2. Perform all recruitment functions of the Company and its Subsidiaries.
3. Provide or procure all necessary training for the Company and its Subsidiaries.
4. Subject to the terms and provisions of this Agreement and the direction of the Board and the Members (provided such direction is in accordance with Applicable Law) and except as provided below by INVO, provide day-to-day clinical management of the operations of the Company and its Subsidiaries.
INVO:
1. Provide access to, and be the exclusive supplier to the Company of, the INVO Technologies, including subsequent new product generations, in accordance with that certain Distribution Agreement, dated November 12, 2018, by and among Ferring International Center S.A., INVO Bioscience and Bio X Cell, Inc.
2. Provide necessary product documentation for product registrations of the Company.
3. Perform all required in vitro fertilization industry-specific compliance and accreditation functions for the Company and its Subsidiaries.

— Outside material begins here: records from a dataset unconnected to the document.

use chrono::{Local, Utc};
use serde::Serialize;
use std::collections::HashMap;
use std::sync::atomic::{AtomicU64, Ordering};
use std::sync::Mutex;
use std::time::{Duration, Instant};

/// Terminal tasks are retained this long before garbage collection.
const TASK_TTL: Duration = Duration::from_secs(3600);

/// Lifecycle of a long-running analysis job.
#[derive(Debug, Clone, Copy, PartialEq, Eq, Serialize)]
#[serde(rename_all = "snake_case")]
pub enum TaskStatus {
    Pending,
    Running,
    Completed,
    Error,
    Cancelled,
}

impl TaskStatus {
    pub fn is_terminal(self) -> bool {
        matches!(self, TaskStatus::Completed | TaskStatus::Error | TaskStatus::Cancelled)
    }

    pub fn as_str(self) -> &'static str {
        match self {
            TaskStatus::Pending => "pending",
            TaskStatus::Running => "running",
            TaskStatus::Completed => "completed",
            TaskStatus::Error => "error",
            TaskStatus::Cancelled => "cancelled",
        }
    }
}

/// Batch outcome counters attached to a finished task.
#[derive(Debug, Clone, Copy, Default, PartialEq, Serialize)]
pub struct TaskSummary {
    pub successful: u64,
    pub failed: u64,
    pub skipped_cached: u64,
}

/// Snapshot of one task's state.
#[derive(Debug, Clone, Serialize)]
pub struct TaskState {
    pub task_id: String,
    pub status: TaskStatus,
    /// Fraction of files processed, in [0, 1].
    pub progress: f64,
    pub current_file: Option<String>,
    pub processed: u64,
    pub total: u64,
    pub errors: Vec<String>,
    /// Epoch seconds when the task was created.
    pub started_at: i64,
    /// Estimated completion, epoch seconds, once enough progress exists.
    pub estimated_completion: Option<i64>,
    pub summary: Option<TaskSummary>,
    #[serde(skip)]
    touched: Instant,
}

/// Incremental change applied to a running task.
#[derive(Debug, Default)]
pub struct TaskDelta {
    pub status: Option<TaskStatus>,
    pub processed: Option<u64>,
    pub current_file: Option<Option<String>>,
    pub error: Option<String>,
    pub summary: Option<TaskSummary>,
}

/// In-memory map of analysis jobs, shared behind one coarse lock.
/// Terminal tasks older than the TTL are evicted on the next access.
pub struct TaskRegistry {
    tasks: Mutex<HashMap<String, TaskState>>,
    counter: AtomicU64,
}

impl Default for TaskRegistry {
    fn default() -> Self {
        Self::new()
    }
}

impl TaskRegistry {
    pub fn new() -> Self {
        Self {
            tasks: Mutex::new(HashMap::new()),
            counter: AtomicU64::new(0),
        }
    }

    /// Register a new pending task and return its ID. The ID embeds a
    /// wall-clock stamp plus a monotonic counter so rapid creation cannot
    /// collide.
    pub fn create(&self, total: u64) -> String {
        let seq = self.counter.fetch_add(1, Ordering::Relaxed);
        let task_id = format!("analysis_{}_{}", Local::now().format("%Y%m%d_%H%M%S"), seq);

        let state = TaskState {
            task_id: task_id.clone(),
            status: TaskStatus::Pending,
            progress: 0.0,
            current_file: None,
            processed: 0,
            total,
            errors: Vec::new(),
            started_at: Utc::now().timestamp(),
            estimated_completion: None,
            summary: None,
            touched: Instant::now(),
        };

        let mut tasks = self.tasks.lock().unwrap();
        Self::evict_expired(&mut tasks);
        tasks.insert(task_id.clone(), state);
        task_id
    }

    /// Apply a delta to a task. Unknown IDs are ignored (the task may have
    /// been evicted). Returns the updated snapshot if the task exists.
    pub fn update(&self, task_id: &str, delta: TaskDelta) -> Option<TaskState> {
        let mut tasks = self.tasks.lock().unwrap();
        let state = tasks.get_mut(task_id)?;

        if let Some(status) = delta.status {
            state.status = status;
        }
        if let Some(processed) = delta.processed {
            state.processed = processed;
            if state.total > 0 {
                state.progress = (processed as f64 / state.total as f64).clamp(0.0, 1.0);
                state.estimated_completion = estimate_completion(state);
            }
        }
        if let Some(current) = delta.current_file {
            state.current_file = current;
        }
        if let Some(err) = delta.error {
            state.errors.push(err);
        }
        if let Some(summary) = delta.summary {
            state.summary = Some(summary);
        }
        if state.status.is_terminal() && state.status == TaskStatus::Completed {
            state.progress = 1.0;
            state.current_file = None;
        }
        state.touched = Instant::now();
        Some(state.clone())
    }

    /// Request cooperative cancellation. Valid only from `running`;
    /// returns whether the transition happened.
    pub fn cancel(&self, task_id: &str) -> bool {
        let mut tasks = self.tasks.lock().unwrap();
        match tasks.get_mut(task_id) {
            Some(state) if state.status == TaskStatus::Running => {
                state.status = TaskStatus::Cancelled;
                state.touched = Instant::now();
                true
            }
            _ => false,
        }
    }

    /// Snapshot a task's state.
    pub fn get(&self, task_id: &str) -> Option<TaskState> {
        let mut tasks = self.tasks.lock().unwrap();
        Self::evict_expired(&mut tasks);
        tasks.get(task_id).cloned()
    }

    /// Whether a task has been moved to `cancelled` (polled by the engine
    /// between files).
    pub fn is_cancelled(&self, task_id: &str) -> bool {
        let tasks = self.tasks.lock().unwrap();
        tasks
            .get(task_id)
            .is_some_and(|t| t.status == TaskStatus::Cancelled)
    }

    pub fn len(&self) -> usize {
        self.tasks.lock().unwrap().len()
    }

    pub fn is_empty(&self) -> bool {
        self.len() == 0
    }

    fn evict_expired(tasks: &mut HashMap<String, TaskState>) {
        tasks.retain(|_, t| !(t.status.is_terminal() && t.touched.elapsed() > TASK_TTL));
    }
}

fn estimate_completion(state: &TaskState) -> Option<i64> {
    if state.processed == 0 || state.total == 0 {
        return None;
    }
    let elapsed = (Utc::now().timestamp() - state.started_at).max(0) as f64;
    let per_file = elapsed / state.processed as f64;
    let remaining = (state.total - state.processed.min(state.total)) as f64;
    Some(Utc::now().timestamp() + (per_file * remaining) as i64)
}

4. Pursuant to the Business Plan, provide a reasonable amount of funding to the Company in support of the set-up and initial operations of the BHAM Clinic. Such funding to be provided in the form of a promissory note, which shall be mutually agreed to by the Members.
5. Promptly upon opening the BHAM Clinic for business, issue to HRCFG 25,000 shares of INVO common stock. INVO will issue to HRCFG an additional 25,000 shares of its common stock for each additional INVOcell-based clinic opened for business by the Company.
Exhibit D
Certain Provisions Regarding Allocations and Other Tax Matters
5.1 Allocations of Profits and Losses. Except as otherwise provided in this Article 5, Profits and Losses for each Fiscal Year shall be allocated to the Members as set forth below in this Section 5.1:
(a) Subject to Section 5.1(b) and after all Capital Contributions and distributions for each Fiscal Year have been reflected in the Members’ Capital Accounts, Profits or Losses for each Fiscal Year shall be allocated to the Members in amounts that would result, to the greatest extent possible, in Capital Account balances for each Member being equal to the amount required to be distributed pursuant to Section 5.3(c) to such Member in accordance with the priority and manner provided therein on a hypothetical liquidation of the Company. In determining the amounts distributable to the Members under Section 5.3(c) upon a hypothetical liquidation, it shall be presumed that (i) all of the Company’s remaining assets are sold at their respective Gross Asset Values, without further adjustment and (ii) the proceeds of such hypothetical sale are applied and distributed in accordance with Section 5.3(c) hereof.
(b) Special Allocations.
(i) Qualified Income Offset. In the event any Member unexpectedly receives any adjustments, allocations or distributions described in Treasury Regulation Section 1.704-1(b)(2)(ii)(d)(4), (d)(5) or (d)(6), items of Company income and gain shall be specially allocated to each such Member in an amount and manner sufficient to eliminate, to the extent required by the Treasury Regulations, the Adjusted Capital Account Deficit of such Member as quickly as possible; provided that an allocation pursuant to this Section 5.1(b)(i) shall be made if and only to the extent that such Member would have an Adjusted Capital Account Deficit after all other allocations provided for in this Article 5 have been tentatively made as if this Section 5.1(b)(i) were not a term of this Agreement. This Section 5.1(b)(i) is intended to constitute a “qualified income offset” provision as described in Treasury Regulation Section 1.704-1(b)(2)(ii)(d) and shall be interpreted consistently therewith.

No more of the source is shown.